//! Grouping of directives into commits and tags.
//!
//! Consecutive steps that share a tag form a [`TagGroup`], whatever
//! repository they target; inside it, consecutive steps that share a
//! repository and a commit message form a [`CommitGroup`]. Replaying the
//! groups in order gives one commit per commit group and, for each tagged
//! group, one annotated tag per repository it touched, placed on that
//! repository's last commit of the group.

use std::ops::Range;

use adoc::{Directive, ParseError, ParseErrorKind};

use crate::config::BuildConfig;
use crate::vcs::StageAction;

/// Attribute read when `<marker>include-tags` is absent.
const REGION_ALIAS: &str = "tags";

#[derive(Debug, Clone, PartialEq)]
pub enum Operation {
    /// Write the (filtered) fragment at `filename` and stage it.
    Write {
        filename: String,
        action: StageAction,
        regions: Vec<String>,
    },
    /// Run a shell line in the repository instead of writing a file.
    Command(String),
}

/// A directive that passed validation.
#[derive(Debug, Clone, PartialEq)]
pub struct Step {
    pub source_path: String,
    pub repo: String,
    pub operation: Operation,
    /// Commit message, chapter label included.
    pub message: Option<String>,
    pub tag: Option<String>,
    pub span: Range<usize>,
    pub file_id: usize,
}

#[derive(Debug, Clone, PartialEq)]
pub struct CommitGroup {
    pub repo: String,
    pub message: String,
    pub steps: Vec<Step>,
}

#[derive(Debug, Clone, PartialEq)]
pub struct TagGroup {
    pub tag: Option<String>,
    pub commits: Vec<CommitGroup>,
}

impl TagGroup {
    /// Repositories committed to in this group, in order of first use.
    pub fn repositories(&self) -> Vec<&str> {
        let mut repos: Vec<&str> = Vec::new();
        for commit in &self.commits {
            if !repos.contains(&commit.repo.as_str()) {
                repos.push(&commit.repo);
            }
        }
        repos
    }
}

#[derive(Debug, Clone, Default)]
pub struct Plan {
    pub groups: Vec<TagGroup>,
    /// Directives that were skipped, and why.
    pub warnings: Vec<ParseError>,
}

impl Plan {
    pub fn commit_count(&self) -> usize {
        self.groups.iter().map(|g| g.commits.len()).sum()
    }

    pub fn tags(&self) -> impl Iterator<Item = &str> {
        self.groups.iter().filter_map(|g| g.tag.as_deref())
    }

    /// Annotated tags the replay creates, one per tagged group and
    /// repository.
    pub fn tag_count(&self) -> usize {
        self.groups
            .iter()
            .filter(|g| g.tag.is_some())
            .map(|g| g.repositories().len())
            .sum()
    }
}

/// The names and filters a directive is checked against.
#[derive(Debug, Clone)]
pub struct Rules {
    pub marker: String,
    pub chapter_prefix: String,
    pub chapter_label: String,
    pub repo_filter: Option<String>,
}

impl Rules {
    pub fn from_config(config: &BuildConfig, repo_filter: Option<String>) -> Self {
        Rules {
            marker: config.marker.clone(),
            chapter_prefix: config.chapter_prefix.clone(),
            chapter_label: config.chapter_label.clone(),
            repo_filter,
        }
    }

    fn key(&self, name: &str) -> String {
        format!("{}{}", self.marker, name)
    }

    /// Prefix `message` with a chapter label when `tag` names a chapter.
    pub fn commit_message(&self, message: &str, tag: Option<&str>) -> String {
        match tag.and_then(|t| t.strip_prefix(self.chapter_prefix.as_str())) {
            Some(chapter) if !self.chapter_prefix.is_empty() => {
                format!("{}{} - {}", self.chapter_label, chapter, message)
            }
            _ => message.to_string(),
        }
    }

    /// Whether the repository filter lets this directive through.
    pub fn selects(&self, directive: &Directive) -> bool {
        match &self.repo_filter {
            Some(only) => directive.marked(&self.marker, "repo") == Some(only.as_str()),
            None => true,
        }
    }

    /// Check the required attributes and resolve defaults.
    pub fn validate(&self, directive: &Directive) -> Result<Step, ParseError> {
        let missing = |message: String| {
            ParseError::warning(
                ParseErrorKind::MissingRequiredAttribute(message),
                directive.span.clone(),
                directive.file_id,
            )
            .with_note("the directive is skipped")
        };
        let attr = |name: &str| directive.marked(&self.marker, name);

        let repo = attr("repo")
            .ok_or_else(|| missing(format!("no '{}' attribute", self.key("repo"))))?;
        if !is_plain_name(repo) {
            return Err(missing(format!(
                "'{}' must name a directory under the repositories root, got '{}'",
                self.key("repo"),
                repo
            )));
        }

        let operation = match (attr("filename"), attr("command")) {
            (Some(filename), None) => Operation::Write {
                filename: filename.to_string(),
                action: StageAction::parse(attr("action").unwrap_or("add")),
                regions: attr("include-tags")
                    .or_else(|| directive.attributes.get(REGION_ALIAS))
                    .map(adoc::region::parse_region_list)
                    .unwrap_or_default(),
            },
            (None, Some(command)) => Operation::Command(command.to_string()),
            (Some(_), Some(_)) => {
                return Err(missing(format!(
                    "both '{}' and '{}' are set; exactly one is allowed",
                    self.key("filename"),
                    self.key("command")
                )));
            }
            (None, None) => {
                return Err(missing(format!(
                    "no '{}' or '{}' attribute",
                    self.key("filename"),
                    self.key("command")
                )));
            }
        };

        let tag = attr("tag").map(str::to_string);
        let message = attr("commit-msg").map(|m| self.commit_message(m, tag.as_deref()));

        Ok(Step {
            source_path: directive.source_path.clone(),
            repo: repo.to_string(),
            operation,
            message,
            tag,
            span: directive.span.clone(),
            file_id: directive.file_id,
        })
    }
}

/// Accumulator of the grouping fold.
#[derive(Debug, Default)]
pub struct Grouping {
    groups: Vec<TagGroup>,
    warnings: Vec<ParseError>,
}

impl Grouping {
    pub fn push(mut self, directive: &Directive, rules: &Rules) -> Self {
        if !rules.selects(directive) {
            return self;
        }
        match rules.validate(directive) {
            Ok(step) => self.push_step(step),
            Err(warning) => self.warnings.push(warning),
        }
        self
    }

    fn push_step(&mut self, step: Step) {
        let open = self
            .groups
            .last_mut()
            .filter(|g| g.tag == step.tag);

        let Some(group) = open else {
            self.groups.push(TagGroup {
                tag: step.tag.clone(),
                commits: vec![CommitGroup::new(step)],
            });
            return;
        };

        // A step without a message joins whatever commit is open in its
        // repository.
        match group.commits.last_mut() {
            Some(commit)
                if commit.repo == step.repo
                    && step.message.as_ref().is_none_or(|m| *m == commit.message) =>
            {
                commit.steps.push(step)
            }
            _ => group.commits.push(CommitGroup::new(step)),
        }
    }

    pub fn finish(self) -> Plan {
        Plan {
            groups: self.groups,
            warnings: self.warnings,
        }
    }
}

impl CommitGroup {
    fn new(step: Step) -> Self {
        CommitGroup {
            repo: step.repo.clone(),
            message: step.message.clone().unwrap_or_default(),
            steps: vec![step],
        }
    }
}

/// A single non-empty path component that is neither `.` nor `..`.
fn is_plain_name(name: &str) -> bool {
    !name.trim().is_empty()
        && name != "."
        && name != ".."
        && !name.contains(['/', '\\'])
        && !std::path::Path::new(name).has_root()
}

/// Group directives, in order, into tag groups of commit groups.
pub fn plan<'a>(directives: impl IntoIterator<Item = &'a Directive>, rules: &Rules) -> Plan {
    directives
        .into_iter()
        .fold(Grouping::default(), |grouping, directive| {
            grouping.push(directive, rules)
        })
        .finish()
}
=-=-=
__YOUR OBJECTIVE__
Repeat every record, keeping each word and mark exactly as it is.

__SOLVED EXERCISE__
//! Grouping of directives into commits and tags.
//!
//! Consecutive steps that share a tag form a [`TagGroup`], whatever
//! repository they target; inside it, consecutive steps that share a
//! repository and a commit message form a [`CommitGroup`]. Replaying the
//! groups in order gives one commit per commit group and, for each tagged
//! group, one annotated tag per repository it touched, placed on that
//! repository's last commit of the group.

use std::ops::Range;

use adoc::{Directive, ParseError, ParseErrorKind};

use crate::config::BuildConfig;
use crate::vcs::StageAction;

/// Attribute read when `<marker>include-tags` is absent.
const REGION_ALIAS: &str = "tags";

#[derive(Debug, Clone, PartialEq)]
pub enum Operation {
    /// Write the (filtered) fragment at `filename` and stage it.
    Write {
        filename: String,
        action: StageAction,
        regions: Vec<String>,
    },
    /// Run a shell line in the repository instead of writing a file.
    Command(String),
}

/// A directive that passed validation.
#[derive(Debug, Clone, PartialEq)]
pub struct Step {
    pub source_path: String,
    pub repo: String,
    pub operation: Operation,
    /// Commit message, chapter label included.
    pub message: Option<String>,
    pub tag: Option<String>,
    pub span: Range<usize>,
    pub file_id: usize,
}

#[derive(Debug, Clone, PartialEq)]
pub struct CommitGroup {
    pub repo: String,
    pub message: String,
    pub steps: Vec<Step>,
}

#[derive(Debug, Clone, PartialEq)]
pub struct TagGroup {
    pub tag: Option<String>,
    pub commits: Vec<CommitGroup>,
}

impl TagGroup {
    /// Repositories committed to in this group, in order of first use.
    pub fn repositories(&self) -> Vec<&str> {
        let mut repos: Vec<&str> = Vec::new();
        for commit in &self.commits {
            if !repos.contains(&commit.repo.as_str()) {
                repos.push(&commit.repo);
            }
        }
        repos
    }
}

#[derive(Debug, Clone, Default)]
pub struct Plan {
    pub groups: Vec<TagGroup>,
    /// Directives that were skipped, and why.
    pub warnings: Vec<ParseError>,
}

impl Plan {
    pub fn commit_count(&self) -> usize {
        self.groups.iter().map(|g| g.commits.len()).sum()
    }

    pub fn tags(&self) -> impl Iterator<Item = &str> {
        self.groups.iter().filter_map(|g| g.tag.as_deref())
    }

    /// Annotated tags the replay creates, one per tagged group and
    /// repository.
    pub fn tag_count(&self) -> usize {
        self.groups
            .iter()
            .filter(|g| g.tag.is_some())
            .map(|g| g.repositories().len())
            .sum()
    }
}

/// The names and filters a directive is checked against.
#[derive(Debug, Clone)]
pub struct Rules {
    pub marker: String,
    pub chapter_prefix: String,
    pub chapter_label: String,
    pub repo_filter: Option<String>,
}

impl Rules {
    pub fn from_config(config: &BuildConfig, repo_filter: Option<String>) -> Self {
        Rules {
            marker: config.marker.clone(),
            chapter_prefix: config.chapter_prefix.clone(),
            chapter_label: config.chapter_label.clone(),
            repo_filter,
        }
    }

    fn key(&self, name: &str) -> String {
        format!("{}{}", self.marker, name)
    }

    /// Prefix `message` with a chapter label when `tag` names a chapter.
    pub fn commit_message(&self, message: &str, tag: Option<&str>) -> String {
        match tag.and_then(|t| t.strip_prefix(self.chapter_prefix.as_str())) {
            Some(chapter) if !self.chapter_prefix.is_empty() => {
                format!("{}{} - {}", self.chapter_label, chapter, message)
            }
            _ => message.to_string(),
        }
    }

    /// Whether the repository filter lets this directive through.
    pub fn selects(&self, directive: &Directive) -> bool {
        match &self.repo_filter {
            Some(only) => directive.marked(&self.marker, "repo") == Some(only.as_str()),
            None => true,
        }
    }

    /// Check the required attributes and resolve defaults.
    pub fn validate(&self, directive: &Directive) -> Result<Step, ParseError> {
        let missing = |message: String| {
            ParseError::warning(
                ParseErrorKind::MissingRequiredAttribute(message),
                directive.span.clone(),
                directive.file_id,
            )
            .with_note("the directive is skipped")
        };
        let attr = |name: &str| directive.marked(&self.marker, name);

        let repo = attr("repo")
            .ok_or_else(|| missing(format!("no '{}' attribute", self.key("repo"))))?;
        if !is_plain_name(repo) {
            return Err(missing(format!(
                "'{}' must name a directory under the repositories root, got '{}'",
                self.key("repo"),
                repo
            )));
        }

        let operation = match (attr("filename"), attr("command")) {
            (Some(filename), None) => Operation::Write {
                filename: filename.to_string(),
                action: StageAction::parse(attr("action").unwrap_or("add")),
                regions: attr("include-tags")
                    .or_else(|| directive.attributes.get(REGION_ALIAS))
                    .map(adoc::region::parse_region_list)
                    .unwrap_or_default(),
            },
            (None, Some(command)) => Operation::Command(command.to_string()),
            (Some(_), Some(_)) => {
                return Err(missing(format!(
                    "both '{}' and '{}' are set; exactly one is allowed",
                    self.key("filename"),
                    self.key("command")
                )));
            }
            (None, None) => {
                return Err(missing(format!(
                    "no '{}' or '{}' attribute",
                    self.key("filename"),
                    self.key("command")
                )));
            }
        };

        let tag = attr("tag").map(str::to_string);
        let message = attr("commit-msg").map(|m| self.commit_message(m, tag.as_deref()));

        Ok(Step {
            source_path: directive.source_path.clone(),
            repo: repo.to_string(),
            operation,
            message,
            tag,
            span: directive.span.clone(),
            file_id: directive.file_id,
        })
    }
}

/// Accumulator of the grouping fold.
#[derive(Debug, Default)]
pub struct Grouping {
    groups: Vec<TagGroup>,
    warnings: Vec<ParseError>,
}

impl Grouping {
    pub fn push(mut self, directive: &Directive, rules: &Rules) -> Self {
        if !rules.selects(directive) {
            return self;
        }
        match rules.validate(directive) {
            Ok(step) => self.push_step(step),
            Err(warning) => self.warnings.push(warning),
        }
        self
    }

    fn push_step(&mut self, step: Step) {
        let open = self
            .groups
            .last_mut()
            .filter(|g| g.tag == step.tag);

        let Some(group) = open else {
            self.groups.push(TagGroup {
                tag: step.tag.clone(),
                commits: vec![CommitGroup::new(step)],
            });
            return;
        };

        // A step without a message joins whatever commit is open in its
        // repository.
        match group.commits.last_mut() {
            Some(commit)
                if commit.repo == step.repo
                    && step.message.as_ref().is_none_or(|m| *m == commit.message) =>
            {
                commit.steps.push(step)
            }
            _ => group.commits.push(CommitGroup::new(step)),
        }
    }

    pub fn finish(self) -> Plan {
        Plan {
            groups: self.groups,
            warnings: self.warnings,
        }
    }
}

impl CommitGroup {
    fn new(step: Step) -> Self {
        CommitGroup {
            repo: step.repo.clone(),
            message: step.message.clone().unwrap_or_default(),
            steps: vec![step],
        }
    }
}

/// A single non-empty path component that is neither `.` nor `..`.
fn is_plain_name(name: &str) -> bool {
    !name.trim().is_empty()
        && name != "."
        && name != ".."
        && !name.contains(['/', '\\'])
        && !std::path::Path::new(name).has_root()
}

/// Group directives, in order, into tag groups of commit groups.
pub fn plan<'a>(directives: impl IntoIterator<Item = &'a Directive>, rules: &Rules) -> Plan {
    directives
        .into_iter()
        .fold(Grouping::default(), |grouping, directive| {
            grouping.push(directive, rules)
        })
        .finish()
}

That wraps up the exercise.